Para que un niño juegue no necesita un juguete de marca, ni ser un “bebé Dior” para ir vestido. Esa sofisticación no es más que ignorante arrogancia de una generación que no tuvo objetos materiales pero que fue más feliz. Creemos que los niños sabrán más si tienen tecnología, si hacen clases de ruso y ballet, pero los niños son solo niños y solo desean jugar.

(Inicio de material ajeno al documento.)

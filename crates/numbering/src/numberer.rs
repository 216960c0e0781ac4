//! Bounded-retry invoice allocation on top of a [`NumberingPort`].

use chrono::Utc;
use thiserror::Error;

use gstflow_core::TransactionId;

use crate::invoice::{Invoice, ScopeKey};
use crate::port::{NumberingError, NumberingPort};

/// Retry bound for conflicting reservations.
#[derive(Debug, Clone, Copy, PartialEq, Eq)]
pub struct RetryPolicy {
    /// Total attempts, including the first.
    pub max_attempts: u32,
}

impl Default for RetryPolicy {
    fn default() -> Self {
        Self { max_attempts: 5 }
    }
}

impl RetryPolicy {
    pub fn attempts(max_attempts: u32) -> Self {
        Self {
            max_attempts: max_attempts.max(1),
        }
    }
}

#[derive(Debug, Error, Clone, PartialEq, Eq)]
pub enum AllocationError {
    /// Every attempt lost a race. Fatal for this record only.
    #[error("numbering conflict for {transaction_id} in {scope} after {attempts} attempts")]
    Conflict {
        transaction_id: TransactionId,
        scope: String,
        attempts: u32,
    },

    /// The scope has no sequence numbers left.
    #[error("sequence exhausted for {scope}")]
    Exhausted { scope: String },

    #[error(transparent)]
    Port(NumberingError),
}

/// Allocates invoices, idempotently per transaction.
#[derive(Debug, Clone)]
pub struct InvoiceNumberer<P> {
    port: P,
    retry: RetryPolicy,
}

impl<P> InvoiceNumberer<P> {
    pub fn new(port: P) -> Self {
        Self::with_policy(port, RetryPolicy::default())
    }

    pub fn with_policy(port: P, retry: RetryPolicy) -> Self {
        Self { port, retry }
    }

    pub fn port(&self) -> &P {
        &self.port
    }
}

impl<P> InvoiceNumberer<P>
where
    P: NumberingPort,
{
    /// Return the invoice for `transaction_id`, allocating one if needed.
    ///
    /// A transaction that already holds an invoice in `scope` gets the same
    /// invoice back, which is what makes re-running an allocation after a
    /// crash safe. The same id in another scope is a different transaction.
    pub fn allocate(
        &self,
        scope: &ScopeKey,
        transaction_id: &TransactionId,
    ) -> Result<Invoice, AllocationError> {
        if let Some(existing) = self
            .port
            .lookup_existing(scope, transaction_id)
            .map_err(AllocationError::Port)?
            .filter(|existing| existing.scope() == scope)
        {
            tracing::debug!(
                transaction_id = %transaction_id,
                invoice_no = %existing.invoice_no(),
                "reusing existing invoice"
            );
            return Ok(existing);
        }

        for attempt in 1..=self.retry.max_attempts {
            let sequence_no = match self.port.reserve_next(scope) {
                Ok(seq) => seq,
                Err(NumberingError::Conflict(reason)) => {
                    tracing::debug!(%scope, attempt, %reason, "sequence reservation conflict");
                    continue;
                }
                Err(err) => return Err(AllocationError::Port(err)),
            };

            let invoice = Invoice::new(scope.clone(), sequence_no, transaction_id.clone(), Utc::now())
                .map_err(|_| AllocationError::Exhausted {
                    scope: scope.to_string(),
                })?;

            match self.port.register(&invoice) {
                Ok(registered) if registered.scope() != scope => {
                    tracing::warn!(
                        %scope,
                        attempt,
                        invoice_no = %registered.invoice_no(),
                        "registry answered with an invoice from another scope"
                    );
                }
                Ok(registered) => {
                    tracing::info!(
                        transaction_id = %transaction_id,
                        invoice_no = %registered.invoice_no(),
                        attempt,
                        "invoice allocated"
                    );
                    return Ok(registered);
                }
                Err(NumberingError::Conflict(reason)) => {
                    tracing::debug!(%scope, attempt, %reason, "invoice registration conflict");
                }
                Err(err) => return Err(AllocationError::Port(err)),
            }
        }

        tracing::warn!(
            transaction_id = %transaction_id,
            %scope,
            attempts = self.retry.max_attempts,
            "numbering retries exhausted"
        );
        Err(AllocationError::Conflict {
            transaction_id: transaction_id.clone(),
            scope: scope.to_string(),
            attempts: self.retry.max_attempts,
        })
    }
}

#[cfg(test)]
mod tests {
    use super::*;
    use std::collections::HashMap;
    use std::sync::Mutex;

    use gstflow_core::{Channel, Gstin, Month, StateCode};

    use crate::invoice::InvoiceNo;

    /// Registry double that loses the first `conflicts` races.
    #[derive(Default)]
    struct ScriptedPort {
        conflicts: Mutex<u32>,
        next: Mutex<u64>,
        by_txn: Mutex<HashMap<(Option<ScopeKey>, TransactionId), Invoice>>,
        ignore_scope: bool,
        reserve_calls: Mutex<u32>,
    }

    impl ScriptedPort {
        fn losing(conflicts: u32) -> Self {
            Self {
                conflicts: Mutex::new(conflicts),
                ..Self::default()
            }
        }

        /// A registry that forgot transaction ids repeat across channels.
        fn keyed_by_transaction_only() -> Self {
            Self {
                ignore_scope: true,
                ..Self::default()
            }
        }

        fn key(&self, scope: &ScopeKey, txn: &TransactionId) -> (Option<ScopeKey>, TransactionId) {
            let scope = (!self.ignore_scope).then(|| scope.clone());
            (scope, txn.clone())
        }
    }

    impl NumberingPort for ScriptedPort {
        fn reserve_next(&self, _scope: &ScopeKey) -> Result<u64, NumberingError> {
            *self.reserve_calls.lock().unwrap() += 1;
            let mut left = self.conflicts.lock().unwrap();
            if *left > 0 {
                *left -= 1;
                return Err(NumberingError::Conflict("lost race".into()));
            }
            let mut next = self.next.lock().unwrap();
            *next += 1;
            Ok(*next)
        }

        fn lookup_existing(
            &self,
            scope: &ScopeKey,
            transaction_id: &TransactionId,
        ) -> Result<Option<Invoice>, NumberingError> {
            let key = self.key(scope, transaction_id);
            Ok(self.by_txn.lock().unwrap().get(&key).cloned())
        }

        fn register(&self, invoice: &Invoice) -> Result<Invoice, NumberingError> {
            let key = self.key(invoice.scope(), &invoice.transaction_ids()[0]);
            let mut by_txn = self.by_txn.lock().unwrap();
            Ok(by_txn.entry(key).or_insert_with(|| invoice.clone()).clone())
        }
    }

    fn scope() -> ScopeKey {
        ScopeKey {
            channel: Channel::AmazonMtr,
            gstin: Gstin::parse("33ABCDE1234F1Z5").unwrap(),
            state_code: StateCode::classify("TN").unwrap(),
            month: Month::parse("2024-04").unwrap(),
        }
    }

    fn txn(id: &str) -> TransactionId {
        TransactionId::new(id).unwrap()
    }

    #[test]
    fn allocation_is_idempotent_per_transaction() {
        let numberer = InvoiceNumberer::new(ScriptedPort::default());
        let first = numberer.allocate(&scope(), &txn("A")).unwrap();
        let again = numberer.allocate(&scope(), &txn("A")).unwrap();
        let other = numberer.allocate(&scope(), &txn("B")).unwrap();

        assert_eq!(first, again);
        assert_eq!(first.invoice_no().as_str(), "AMZ-TN-202404-00001");
        assert_eq!(other.invoice_no().as_str(), "AMZ-TN-202404-00002");
        assert_eq!(*numberer.port().reserve_calls.lock().unwrap(), 2);
    }

    #[test]
    fn the_same_transaction_id_in_another_channel_gets_its_own_invoice() {
        let mut flipkart = scope();
        flipkart.channel = Channel::Flipkart;

        let numberer = InvoiceNumberer::new(ScriptedPort::default());
        let amazon = numberer.allocate(&scope(), &txn("1001")).unwrap();
        let other = numberer.allocate(&flipkart, &txn("1001")).unwrap();

        assert_eq!(amazon.invoice_no().as_str(), "AMZ-TN-202404-00001");
        assert_eq!(other.scope(), &flipkart);
        assert_eq!(other.invoice_no().as_str(), "FLIP-TN-202404-00002");
        assert_eq!(numberer.allocate(&flipkart, &txn("1001")).unwrap(), other);
    }

    #[test]
    fn a_wrong_scope_invoice_from_the_registry_is_never_handed_out() {
        let mut flipkart = scope();
        flipkart.channel = Channel::Flipkart;

        let numberer = InvoiceNumberer::new(ScriptedPort::keyed_by_transaction_only());
        numberer.allocate(&scope(), &txn("1001")).unwrap();
        match numberer.allocate(&flipkart, &txn("1001")) {
            Err(AllocationError::Conflict { attempts, transaction_id, .. }) => {
                assert_eq!(attempts, 5);
                assert_eq!(transaction_id, txn("1001"));
            }
            other => panic!("expected conflict, got {other:?}"),
        }
    }

    #[test]
    fn conflicts_are_retried_within_the_bound() {
        let numberer = InvoiceNumberer::new(ScriptedPort::losing(4));
        let invoice = numberer.allocate(&scope(), &txn("A")).unwrap();
        assert_eq!(invoice.sequence_no(), 1);
        assert_eq!(*numberer.port().reserve_calls.lock().unwrap(), 5);
    }

    #[test]
    fn exhausting_retries_is_a_numbering_conflict() {
        let numberer = InvoiceNumberer::new(ScriptedPort::losing(5));
        match numberer.allocate(&scope(), &txn("A")) {
            Err(AllocationError::Conflict { attempts, transaction_id, .. }) => {
                assert_eq!(attempts, 5);
                assert_eq!(transaction_id, txn("A"));
            }
            other => panic!("expected conflict, got {other:?}"),
        }
    }

    #[test]
    fn custom_policy_changes_the_bound() {
        let numberer = InvoiceNumberer::with_policy(ScriptedPort::losing(2), RetryPolicy::attempts(2));
        assert!(matches!(
            numberer.allocate(&scope(), &txn("A")),
            Err(AllocationError::Conflict { attempts: 2, .. })
        ));
    }

    #[test]
    fn allocated_numbers_parse_back_to_their_scope() {
        let numberer = InvoiceNumberer::new(ScriptedPort::default());
        let invoice = numberer.allocate(&scope(), &txn("A")).unwrap();
        let parsed = InvoiceNo::parse(invoice.invoice_no().as_str()).unwrap();
        assert_eq!(parsed.channel, Channel::AmazonMtr);
        assert_eq!(parsed.month, scope().month);
        assert_eq!(parsed.sequence_no, invoice.sequence_no());
    }
}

Parte del problema es que los padres no han superado el complejo de Peter Pan, no quieren ser padres, y se visten como adolescentes aunque pasan de los 40. ¿Nos interesa educar o que nuestros hijos sean nuestros amigos? Estoy viendo en mi consulta padres con doctorados que se dejan dominar por niños de 9 años. Confundimos la autoestima con el respeto a los padres.

La autoestima no hace mejores estudiantes, ni tampoco aumenta las posibilidades de encontrar trabajo, ni erradica la violencia de género. No hay que subordinarse tanto a los niños; demasiados elogios y ponérselo todo tan fácil puede hacer que no puedan afrontar las dificultades… o que lleguen a convencerse de que “no tiene por qué esforzarse”. La perseverancia es una de las cualidades que tenemos que recuperar.

Modelo finlandés

El modelo finlandés e islandés mantienen a raya a los burócratas y a los padres ambiciosos, permitiendo que los niños se responsabilicen de sus necesidades y sean más felices y responsables a largo plazo. Menos deberes, menos horas en clase, autoevaluación, múltiples inteligencias. Maria Montessori ya nos hablo de la importancia de la autonomía y la libertad en el proceso de aprendizaje. Necesitamos mejor formación para los profesores y también para los padres. Lo más importante es que el niño tenga “pasión por el aprendizaje” y no se sienta presionado a ser lo que otros quieren.

Ahora que empieza el nuevo curso, intentemos mantener el equilibrio con los niños, confiemos en ellos y en nosotros mismos. Demos un pequeño paso, reduciendo por ejemplo un 20% nuestras agendas y las de los niños, seleccionando y volviendo una vez tras otra al centro de nosotros mismos y dedicando un tiempo cada semana a crear calma mental.